PROBLEM DESCRIPTION
Copy exactly the lines of the material below, starting with the first and including the line that holds "always left consistent.".

LISTED ENTRIES
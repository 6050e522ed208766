// SPDX-License-Identifier: MPL-2.0
//! Desktop media element backed by the FFmpeg/cpal engine.
//!
//! A [`NativeVideo`] is a handle: clones share one property block and one
//! listener registry with the engine thread. Property writes update the
//! block immediately and forward a command to the engine; events are
//! dispatched by the engine as playback progresses.

use super::element::{EventCallback, MediaElement, MediaEventKind};
use super::engine::{self, EngineCommand, VideoFrame};
use super::listeners::{EventTarget, ListenerGuard};
use crate::app::config::{
    DEFAULT_TIMEUPDATE_INTERVAL_MS, DEFAULT_VOLUME, MAX_VOLUME, MIN_VOLUME,
};
use std::path::PathBuf;
use std::sync::{Arc, Mutex, MutexGuard};
use std::time::Duration;
use tokio::sync::mpsc;

/// Engine settings fixed for the lifetime of one element.
#[derive(Debug, Clone, Copy, PartialEq)]
pub struct NativeOptions {
    pub initial_volume: f64,
    pub timeupdate_interval: Duration,
}

impl Default for NativeOptions {
    fn default() -> Self {
        Self {
            initial_volume: DEFAULT_VOLUME,
            timeupdate_interval: Duration::from_millis(DEFAULT_TIMEUPDATE_INTERVAL_MS),
        }
    }
}

#[derive(Debug, Clone, Copy, PartialEq)]
pub(crate) struct Props {
    pub duration: f64,
    pub current_time: f64,
    pub paused: bool,
    pub ended: bool,
    pub volume: f64,
}

impl Props {
    fn new(volume: f64) -> Self {
        Self {
            duration: f64::NAN,
            current_time: 0.0,
            paused: true,
            ended: false,
            volume,
        }
    }
}

/// State shared between element handles and the engine thread.
#[derive(Debug)]
pub(crate) struct Shared {
    props: Mutex<Props>,
    pub events: EventTarget,
}

impl Shared {
    pub(crate) fn new(volume: f64) -> Self {
        Self {
            props: Mutex::new(Props::new(volume)),
            events: EventTarget::new(),
        }
    }

    /// Locks the property block, recovering from a poisoned lock since
    /// `Props` is plain data and always left consistent.
    pub fn props(&self) -> MutexGuard<'_, Props> {
        self.props
            .lock()
            .unwrap_or_else(std::sync::PoisonError::into_inner)
    }
}

/// Clamps a requested seek position the way the element accepts it.
/// Returns `None` for values that must be ignored.
pub(crate) fn clamp_seek(requested: f64, duration: f64) -> Option<f64> {
    if !requested.is_finite() {
        return None;
    }
    let lower_bounded = requested.max(0.0);
    if duration.is_finite() {
        Some(lower_bounded.min(duration.max(0.0)))
    } else {
        Some(lower_bounded)
    }
}

pub(crate) fn clamp_volume(requested: f64) -> Option<f64> {
    if requested.is_nan() {
        return None;
    }
    Some(requested.clamp(MIN_VOLUME, MAX_VOLUME))
}

/// Handle onto a media source playing in the native engine.
#[derive(Clone)]
pub struct NativeVideo {
    shared: Arc<Shared>,
    commands: mpsc::UnboundedSender<EngineCommand>,
}

impl std::fmt::Debug for NativeVideo {
    fn fmt(&self, f: &mut std::fmt::Formatter<'_>) -> std::fmt::Result {
        let props = *self.shared.props();
        f.debug_struct("NativeVideo")
            .field("duration", &props.duration)
            .field("current_time", &props.current_time)
            .field("paused", &props.paused)
            .finish()
    }
}

impl NativeVideo {
    /// Opens `path` and starts the engine on a blocking thread.
    ///
    /// Decoded frames arrive on the returned receiver. Load failures are not
    /// reported here: the engine logs them and the element simply never
    /// fires `loadedmetadata`.
    ///
    /// Must be called from within a Tokio runtime.
    pub fn open(path: PathBuf, options: NativeOptions) -> (Self, mpsc::Receiver<VideoFrame>) {
        let volume = clamp_volume(options.initial_volume).unwrap_or(DEFAULT_VOLUME);
        let shared = Arc::new(Shared::new(volume));
        let (commands, command_rx) = mpsc::unbounded_channel();
        // Two frames of slack keeps memory bounded while the UI catches up.
        let (frame_tx, frame_rx) = mpsc::channel(2);

        engine::spawn(
            path,
            Arc::clone(&shared),
            command_rx,
            frame_tx,
            engine::EngineOptions {
                initial_volume: volume,
                timeupdate_interval: options.timeupdate_interval,
            },
        );

        (Self { shared, commands }, frame_rx)
    }

    fn send(&self, command: EngineCommand) {
        if self.commands.send(command).is_err() {
            tracing::debug!(?command, "media engine stopped; command dropped");
        }
    }

    #[cfg(test)]
    pub(crate) fn detached(volume: f64) -> (Self, mpsc::UnboundedReceiver<EngineCommand>) {
        let (commands, command_rx) = mpsc::unbounded_channel();
        (
            Self {
                shared: Arc::new(Shared::new(volume)),
                commands,
            },
            command_rx,
        )
    }

    #[cfg(test)]
    pub(crate) fn shared(&self) -> &Shared {
        &self.shared
    }
}

impl MediaElement for NativeVideo {
    fn play(&self) {
        let restart = {
            let mut props = self.shared.props();
            let restart = props.ended;
            if restart {
                props.ended = false;
                props.current_time = 0.0;
            }
            props.paused = false;
            restart
        };
        if restart {
            self.send(EngineCommand::Seek(0.0));
        }
        self.send(EngineCommand::Play);
    }

    fn pause(&self) {
        self.shared.props().paused = true;
        self.send(EngineCommand::Pause);
    }

    fn paused(&self) -> bool {
        self.shared.props().paused
    }

    fn duration(&self) -> f64 {
        self.shared.props().duration
    }

    fn current_time(&self) -> f64 {
        self.shared.props().current_time
    }

    fn set_current_time(&self, secs: f64) {
        let target = {
            let mut props = self.shared.props();
            let Some(target) = clamp_seek(secs, props.duration) else {
                tracing::debug!(requested = secs, "ignoring non-finite seek");
                return;
            };
            props.current_time = target;
            props.ended = false;
            target
        };
        self.send(EngineCommand::Seek(target));
    }

    fn volume(&self) -> f64 {
        self.shared.props().volume
    }

    fn set_volume(&self, volume: f64) {
        let Some(volume) = clamp_volume(volume) else {
            return;
        };
        self.shared.props().volume = volume;
        self.send(EngineCommand::Volume(volume));
    }

    fn add_event_listener(&self, kind: MediaEventKind, callback: EventCallback) -> ListenerGuard {
        self.shared.events.add_listener(kind, callback)
    }
}

#[cfg(test)]
mod tests {
    use super::*;
    use crate::test_utils::assert_abs_diff_eq;

    fn with_duration(duration: f64) -> (NativeVideo, mpsc::UnboundedReceiver<EngineCommand>) {
        let (video, rx) = NativeVideo::detached(0.5);
        video.shared().props().duration = duration;
        (video, rx)
    }

    #[test]
    fn duration_is_nan_before_metadata() {
        let (video, _rx) = NativeVideo::detached(0.5);
        assert!(video.duration().is_nan());
        assert!(video.paused());
    }

    #[test]
    fn seek_clamps_to_start_and_end() {
        let (video, mut rx) = with_duration(120.0);

        video.set_current_time(-5.0);
        assert_abs_diff_eq!(video.current_time(), 0.0);
        assert_eq!(rx.try_recv().ok(), Some(EngineCommand::Seek(0.0)));

        video.set_current_time(500.0);
        assert_abs_diff_eq!(video.current_time(), 120.0);
        assert_eq!(rx.try_recv().ok(), Some(EngineCommand::Seek(120.0)));
    }

    #[test]
    fn non_finite_seek_is_ignored() {
        let (video, mut rx) = with_duration(120.0);
        video.set_current_time(30.0);
        let _ = rx.try_recv();

        video.set_current_time(f64::NAN);
        video.set_current_time(f64::INFINITY);

        assert_abs_diff_eq!(video.current_time(), 30.0);
        assert!(rx.try_recv().is_err());
    }

    #[test]
    fn seek_before_metadata_only_bounds_below() {
        let (video, _rx) = NativeVideo::detached(0.5);
        video.set_current_time(42.0);
        assert_abs_diff_eq!(video.current_time(), 42.0);
    }

    #[test]
    fn volume_is_clamped() {
        let (video, mut rx) = NativeVideo::detached(0.5);
        video.set_volume(1.7);
        assert_abs_diff_eq!(video.volume(), 1.0);
        assert_eq!(rx.try_recv().ok(), Some(EngineCommand::Volume(1.0)));

        video.set_volume(-0.2);
        assert_abs_diff_eq!(video.volume(), 0.0);

        video.set_volume(f64::NAN);
        assert_abs_diff_eq!(video.volume(), 0.0);
    }

    #[test]
    fn play_and_pause_toggle_paused_flag() {
        let (video, mut rx) = NativeVideo::detached(0.5);
        video.play();
        assert!(!video.paused());
        assert_eq!(rx.try_recv().ok(), Some(EngineCommand::Play));

        video.pause();
        assert!(video.paused());
        assert_eq!(rx.try_recv().ok(), Some(EngineCommand::Pause));
    }

    #[test]
    fn play_after_end_restarts_from_zero() {
        let (video, mut rx) = with_duration(60.0);
        {
            let mut props = video.shared().props();
            props.current_time = 60.0;
            props.ended = true;
        }

        video.play();

        assert_abs_diff_eq!(video.current_time(), 0.0);
        assert_eq!(rx.try_recv().ok(), Some(EngineCommand::Seek(0.0)));
        assert_eq!(rx.try_recv().ok(), Some(EngineCommand::Play));
    }

    #[test]
    fn commands_after_engine_stop_are_dropped_quietly() {
        let (video, rx) = NativeVideo::detached(0.5);
        drop(rx);
        video.play();
        video.set_volume(0.3);
        assert_abs_diff_eq!(video.volume(), 0.3);
    }

    #[test]
    fn clones_share_properties_and_listeners() {
        let (video, _rx) = NativeVideo::detached(0.5);
        let clone = video.clone();
        let _guard = clone.add_event_listener(MediaEventKind::TimeUpdate, Box::new(|| {}));

        video.set_volume(0.8);
        assert_abs_diff_eq!(clone.volume(), 0.8);
        assert_eq!(video.shared().events.listener_count(), 1);
    }

    #[test]
    fn clamp_seek_with_unbounded_duration() {
        assert_eq!(clamp_seek(-1.0, f64::INFINITY), Some(0.0));
        assert_eq!(clamp_seek(1e6, f64::INFINITY), Some(1e6));
        assert_eq!(clamp_seek(f64::NEG_INFINITY, 10.0), None);
    }
}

RESPONSE TO THE TASK
repository 6050e522ed208766
// SPDX-License-Identifier: MPL-2.0
//! Desktop media element backed by the FFmpeg/cpal engine.
//!
//! A [`NativeVideo`] is a handle: clones share one property block and one
//! listener registry with the engine thread. Property writes update the
//! block immediately and forward a command to the engine; events are
//! dispatched by the engine as playback progresses.

use super::element::{EventCallback, MediaElement, MediaEventKind};
use super::engine::{self, EngineCommand, VideoFrame};
use super::listeners::{EventTarget, ListenerGuard};
use crate::app::config::{
    DEFAULT_TIMEUPDATE_INTERVAL_MS, DEFAULT_VOLUME, MAX_VOLUME, MIN_VOLUME,
};
use std::path::PathBuf;
use std::sync::{Arc, Mutex, MutexGuard};
use std::time::Duration;
use tokio::sync::mpsc;

/// Engine settings fixed for the lifetime of one element.
#[derive(Debug, Clone, Copy, PartialEq)]
pub struct NativeOptions {
    pub initial_volume: f64,
    pub timeupdate_interval: Duration,
}

impl Default for NativeOptions {
    fn default() -> Self {
        Self {
            initial_volume: DEFAULT_VOLUME,
            timeupdate_interval: Duration::from_millis(DEFAULT_TIMEUPDATE_INTERVAL_MS),
        }
    }
}

#[derive(Debug, Clone, Copy, PartialEq)]
pub(crate) struct Props {
    pub duration: f64,
    pub current_time: f64,
    pub paused: bool,
    pub ended: bool,
    pub volume: f64,
}

impl Props {
    fn new(volume: f64) -> Self {
        Self {
            duration: f64::NAN,
            current_time: 0.0,
            paused: true,
            ended: false,
            volume,
        }
    }
}

/// State shared between element handles and the engine thread.
#[derive(Debug)]
pub(crate) struct Shared {
    props: Mutex<Props>,
    pub events: EventTarget,
}

impl Shared {
    pub(crate) fn new(volume: f64) -> Self {
        Self {
            props: Mutex::new(Props::new(volume)),
            events: EventTarget::new(),
        }
    }

    /// Locks the property block, recovering from a poisoned lock since
    /// `Props` is plain data and always left consistent.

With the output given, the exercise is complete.